Tres mujeres australianas han comparecido ante la justicia en Australia, donde enfrentan acusaciones de crímenes de lesa humanidad por sus presuntos vínculos con el Estado Islámico (EI). Estas mujeres regresaron al país después de haber permanecido en campamentos del noreste de Siria. Las acusaciones incluyen delitos de esclavitud cometidos durante el periodo del califato autoproclamado en Siria.
Detalles del caso
Las acusadas, identificadas como Kawsar Abbas, de 53 años, Zeinab Ahmad, de 31, y Janai Safar, de 32, forman parte de un grupo más amplio compuesto por cuatro mujeres y nueve menores que llegó a Australia el jueves. Según la cadena pública ABC, Abbas y Ahmad, que aterrizaron en Melbourne, enfrentan cargos de crímenes de lesa humanidad, los cuales pueden resultar en penas de hasta 25 años de prisión. Por su parte, Safar, llegada a Sídney, ha sido acusada de delitos relacionados con el terrorismo, con penas que podrían alcanzar los 10 años de cárcel.
Proceso judicial
Los abogados defensores de las mujeres detenidas en Melbourne han anunciado que solicitarán la libertad bajo fianza. Sin embargo, hasta que se celebre la audiencia, las acusadas permanecerán bajo custodia.
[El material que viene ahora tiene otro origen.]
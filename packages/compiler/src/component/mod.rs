//! Component Compilation
//!
//! `<:Component attr="...">...</:Component>` support: the per-attribute value
//! assembler, property normalization, the invocation compiler and the
//! runtime resolver/renderer.

pub mod invocation;
pub mod property;
pub mod resolver;
pub mod value_assembler;

pub use invocation::{compile_component, CompiledInvocation, CHILDREN_PROPERTY};
pub use property::{create_property, normalize_property, ComponentField};
pub use resolver::{search_paths, ComponentData, ComponentRenderer, RESERVED_PROPERTIES};
pub use value_assembler::assemble_property;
Esta situación se da en un contexto donde más de 200 australianos, incluidos hombres, mujeres y niños, viajaron a Siria e Irak entre 2012 y 2019 para unirse al EI. Además, otras personas en Australia han sido acusadas de apoyar al grupo terrorista, ya sea mediante asistencia a combatientes en el extranjero o planificando atentados dentro del país.
Antecedentes y contexto
El Estado Islámico perdió su último bastión territorial en 2019 después de una campaña militar liderada por Estados Unidos y sus aliados. Desde entonces, muchas mujeres y niños han permanecido en Siria e Irak, principalmente en campos de refugiados, mientras que numerosos combatientes han sido encarcelados, ejecutados o se encuentran ocultos en áreas desérticas operando como células durmientes.
Repatriaciones anteriores
Australia ha repatriado previamente a menores huérfanos y a otros grupos de mujeres y niños desde Siria. Sin embargo, todavía hay decenas de ciudadanos australianos en estos campamentos. Las autoridades continúan monitoreando la situación en un esfuerzo por abordar los desafíos de seguridad nacional relacionados con el terrorismo islámico.